┌─ MATERIAL SUPPLIED

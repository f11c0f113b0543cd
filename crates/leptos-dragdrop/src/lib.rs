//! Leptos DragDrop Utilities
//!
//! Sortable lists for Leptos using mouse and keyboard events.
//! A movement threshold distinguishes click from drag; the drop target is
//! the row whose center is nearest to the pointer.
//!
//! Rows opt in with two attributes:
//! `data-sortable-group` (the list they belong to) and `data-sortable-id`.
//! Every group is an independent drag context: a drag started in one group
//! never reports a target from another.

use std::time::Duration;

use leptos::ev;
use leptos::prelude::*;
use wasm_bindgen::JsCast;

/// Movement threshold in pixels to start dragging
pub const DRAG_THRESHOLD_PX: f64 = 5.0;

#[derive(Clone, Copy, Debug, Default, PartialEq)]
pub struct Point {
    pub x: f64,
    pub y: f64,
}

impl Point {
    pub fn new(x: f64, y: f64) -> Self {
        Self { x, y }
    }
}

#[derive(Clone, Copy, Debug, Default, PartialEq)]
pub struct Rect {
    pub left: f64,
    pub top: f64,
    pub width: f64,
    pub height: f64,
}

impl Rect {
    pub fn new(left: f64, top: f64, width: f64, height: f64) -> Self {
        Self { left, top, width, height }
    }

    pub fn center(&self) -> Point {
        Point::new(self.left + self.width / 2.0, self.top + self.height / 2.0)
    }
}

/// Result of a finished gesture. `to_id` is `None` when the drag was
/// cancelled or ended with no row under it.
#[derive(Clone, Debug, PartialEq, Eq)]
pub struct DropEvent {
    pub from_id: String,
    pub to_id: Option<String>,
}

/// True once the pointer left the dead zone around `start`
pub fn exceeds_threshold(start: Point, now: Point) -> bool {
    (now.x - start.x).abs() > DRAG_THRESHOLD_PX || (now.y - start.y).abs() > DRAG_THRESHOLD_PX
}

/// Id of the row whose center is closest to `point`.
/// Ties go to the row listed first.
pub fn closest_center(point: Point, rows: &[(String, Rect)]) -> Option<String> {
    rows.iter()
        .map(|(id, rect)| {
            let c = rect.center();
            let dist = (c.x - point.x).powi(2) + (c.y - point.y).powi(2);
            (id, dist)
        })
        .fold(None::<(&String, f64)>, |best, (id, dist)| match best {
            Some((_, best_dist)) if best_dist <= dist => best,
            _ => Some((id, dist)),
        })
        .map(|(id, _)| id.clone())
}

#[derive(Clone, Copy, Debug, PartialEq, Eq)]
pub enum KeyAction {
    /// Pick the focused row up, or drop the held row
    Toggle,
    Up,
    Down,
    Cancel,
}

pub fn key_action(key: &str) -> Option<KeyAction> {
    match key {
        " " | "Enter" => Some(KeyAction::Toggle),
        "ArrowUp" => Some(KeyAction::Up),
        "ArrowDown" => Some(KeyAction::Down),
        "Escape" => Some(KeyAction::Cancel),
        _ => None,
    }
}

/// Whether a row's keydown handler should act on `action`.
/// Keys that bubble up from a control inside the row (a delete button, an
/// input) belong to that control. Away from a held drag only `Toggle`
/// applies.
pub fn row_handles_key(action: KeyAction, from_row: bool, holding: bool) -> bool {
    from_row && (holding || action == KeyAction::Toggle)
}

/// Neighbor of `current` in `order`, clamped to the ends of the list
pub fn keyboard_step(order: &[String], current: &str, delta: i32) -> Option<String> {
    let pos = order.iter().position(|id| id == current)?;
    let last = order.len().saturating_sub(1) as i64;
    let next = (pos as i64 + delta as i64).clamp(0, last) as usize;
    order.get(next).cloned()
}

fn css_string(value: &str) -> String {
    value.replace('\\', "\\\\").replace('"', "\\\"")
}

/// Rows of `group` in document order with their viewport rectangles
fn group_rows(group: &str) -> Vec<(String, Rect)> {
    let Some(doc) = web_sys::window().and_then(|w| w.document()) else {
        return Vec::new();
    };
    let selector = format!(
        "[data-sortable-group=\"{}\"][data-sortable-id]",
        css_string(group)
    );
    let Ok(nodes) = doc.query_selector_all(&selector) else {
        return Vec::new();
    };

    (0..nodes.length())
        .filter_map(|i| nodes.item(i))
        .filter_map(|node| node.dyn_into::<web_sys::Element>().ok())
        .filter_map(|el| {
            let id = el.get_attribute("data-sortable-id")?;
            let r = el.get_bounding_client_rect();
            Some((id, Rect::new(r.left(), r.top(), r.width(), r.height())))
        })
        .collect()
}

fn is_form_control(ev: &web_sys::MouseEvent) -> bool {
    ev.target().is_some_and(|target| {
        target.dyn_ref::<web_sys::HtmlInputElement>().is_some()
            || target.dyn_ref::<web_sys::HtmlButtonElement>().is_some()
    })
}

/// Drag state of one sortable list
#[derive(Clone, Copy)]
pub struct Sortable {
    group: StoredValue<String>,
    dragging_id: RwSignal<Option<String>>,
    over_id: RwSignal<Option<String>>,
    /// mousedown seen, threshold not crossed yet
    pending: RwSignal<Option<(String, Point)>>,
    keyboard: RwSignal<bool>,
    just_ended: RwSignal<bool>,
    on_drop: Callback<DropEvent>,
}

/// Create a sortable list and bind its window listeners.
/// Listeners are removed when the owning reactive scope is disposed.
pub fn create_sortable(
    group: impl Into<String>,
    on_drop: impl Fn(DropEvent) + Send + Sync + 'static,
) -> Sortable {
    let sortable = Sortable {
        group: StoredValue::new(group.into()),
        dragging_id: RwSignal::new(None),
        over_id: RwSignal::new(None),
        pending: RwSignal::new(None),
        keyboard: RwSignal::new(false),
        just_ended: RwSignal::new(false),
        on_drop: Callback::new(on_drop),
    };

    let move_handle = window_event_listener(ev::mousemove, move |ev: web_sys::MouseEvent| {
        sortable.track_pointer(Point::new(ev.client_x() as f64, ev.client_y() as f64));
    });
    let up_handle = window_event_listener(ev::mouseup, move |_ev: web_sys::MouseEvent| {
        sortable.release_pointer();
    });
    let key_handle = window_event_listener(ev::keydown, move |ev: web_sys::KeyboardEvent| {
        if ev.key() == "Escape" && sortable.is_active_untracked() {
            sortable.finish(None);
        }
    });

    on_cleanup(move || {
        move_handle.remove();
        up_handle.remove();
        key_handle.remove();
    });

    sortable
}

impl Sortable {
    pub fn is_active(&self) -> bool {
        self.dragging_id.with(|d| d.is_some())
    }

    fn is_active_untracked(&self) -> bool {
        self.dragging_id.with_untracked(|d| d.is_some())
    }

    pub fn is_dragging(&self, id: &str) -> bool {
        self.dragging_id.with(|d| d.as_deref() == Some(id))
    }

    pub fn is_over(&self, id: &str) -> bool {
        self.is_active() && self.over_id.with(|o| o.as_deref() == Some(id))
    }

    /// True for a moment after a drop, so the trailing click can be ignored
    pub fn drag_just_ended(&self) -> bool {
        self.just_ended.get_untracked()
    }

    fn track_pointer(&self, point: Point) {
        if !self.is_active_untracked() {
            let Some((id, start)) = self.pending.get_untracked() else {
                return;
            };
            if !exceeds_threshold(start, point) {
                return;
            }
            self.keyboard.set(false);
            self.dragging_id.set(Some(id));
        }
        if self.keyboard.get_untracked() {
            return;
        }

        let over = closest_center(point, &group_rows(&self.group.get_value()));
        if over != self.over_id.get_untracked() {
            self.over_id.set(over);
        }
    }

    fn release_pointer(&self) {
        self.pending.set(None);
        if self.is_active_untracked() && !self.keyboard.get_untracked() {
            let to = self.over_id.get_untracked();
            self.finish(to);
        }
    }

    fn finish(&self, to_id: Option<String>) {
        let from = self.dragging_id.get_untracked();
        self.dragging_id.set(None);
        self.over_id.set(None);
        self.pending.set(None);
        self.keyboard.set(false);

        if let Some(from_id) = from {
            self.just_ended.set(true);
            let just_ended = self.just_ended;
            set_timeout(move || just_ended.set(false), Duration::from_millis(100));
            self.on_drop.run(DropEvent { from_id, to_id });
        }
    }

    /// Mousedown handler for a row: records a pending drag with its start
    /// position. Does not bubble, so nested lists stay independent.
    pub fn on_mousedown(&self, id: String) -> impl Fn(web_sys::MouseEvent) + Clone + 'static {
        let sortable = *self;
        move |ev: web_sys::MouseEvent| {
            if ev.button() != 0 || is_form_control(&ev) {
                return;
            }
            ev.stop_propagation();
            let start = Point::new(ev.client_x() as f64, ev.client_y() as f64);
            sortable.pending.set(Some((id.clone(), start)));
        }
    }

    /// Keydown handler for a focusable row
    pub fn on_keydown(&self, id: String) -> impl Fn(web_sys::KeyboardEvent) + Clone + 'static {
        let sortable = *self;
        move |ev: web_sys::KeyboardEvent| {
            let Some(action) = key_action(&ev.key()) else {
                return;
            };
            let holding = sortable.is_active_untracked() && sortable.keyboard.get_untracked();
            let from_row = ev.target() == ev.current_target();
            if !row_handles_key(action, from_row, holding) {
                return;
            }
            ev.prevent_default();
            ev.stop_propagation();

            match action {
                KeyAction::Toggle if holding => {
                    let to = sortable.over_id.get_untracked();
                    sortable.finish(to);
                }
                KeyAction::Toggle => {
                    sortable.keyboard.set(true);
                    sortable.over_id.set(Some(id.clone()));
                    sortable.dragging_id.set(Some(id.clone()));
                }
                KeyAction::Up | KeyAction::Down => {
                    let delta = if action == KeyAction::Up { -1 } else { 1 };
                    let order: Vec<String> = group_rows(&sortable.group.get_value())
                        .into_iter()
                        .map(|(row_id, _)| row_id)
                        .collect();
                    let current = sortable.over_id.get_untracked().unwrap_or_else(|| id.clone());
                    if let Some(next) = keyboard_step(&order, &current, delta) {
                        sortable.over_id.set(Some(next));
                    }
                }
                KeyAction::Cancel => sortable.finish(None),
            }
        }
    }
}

└─

WHAT TO WORK ON: The required output is the exact run of lines from the beginning of the records to the line with "row listed first.", that line included.

YOUR RESPONSE:
repository f11c0f113b0543cd
filename crates/leptos-dragdrop/src/lib.rs
//! Leptos DragDrop Utilities
//!
//! Sortable lists for Leptos using mouse and keyboard events.
//! A movement threshold distinguishes click from drag; the drop target is
//! the row whose center is nearest to the pointer.
//!
//! Rows opt in with two attributes:
//! `data-sortable-group` (the list they belong to) and `data-sortable-id`.
//! Every group is an independent drag context: a drag started in one group
//! never reports a target from another.

use std::time::Duration;

use leptos::ev;
use leptos::prelude::*;
use wasm_bindgen::JsCast;

/// Movement threshold in pixels to start dragging
pub const DRAG_THRESHOLD_PX: f64 = 5.0;

#[derive(Clone, Copy, Debug, Default, PartialEq)]
pub struct Point {
    pub x: f64,
    pub y: f64,
}

impl Point {
    pub fn new(x: f64, y: f64) -> Self {
        Self { x, y }
    }
}

#[derive(Clone, Copy, Debug, Default, PartialEq)]
pub struct Rect {
    pub left: f64,
    pub top: f64,
    pub width: f64,
    pub height: f64,
}

impl Rect {
    pub fn new(left: f64, top: f64, width: f64, height: f64) -> Self {
        Self { left, top, width, height }
    }

    pub fn center(&self) -> Point {
        Point::new(self.left + self.width / 2.0, self.top + self.height / 2.0)
    }
}

/// Result of a finished gesture. `to_id` is `None` when the drag was
/// cancelled or ended with no row under it.
#[derive(Clone, Debug, PartialEq, Eq)]
pub struct DropEvent {
    pub from_id: String,
    pub to_id: Option<String>,
}

/// True once the pointer left the dead zone around `start`
pub fn exceeds_threshold(start: Point, now: Point) -> bool {
    (now.x - start.x).abs() > DRAG_THRESHOLD_PX || (now.y - start.y).abs() > DRAG_THRESHOLD_PX
}

/// Id of the row whose center is closest to `point`.
/// Ties go to the row listed first.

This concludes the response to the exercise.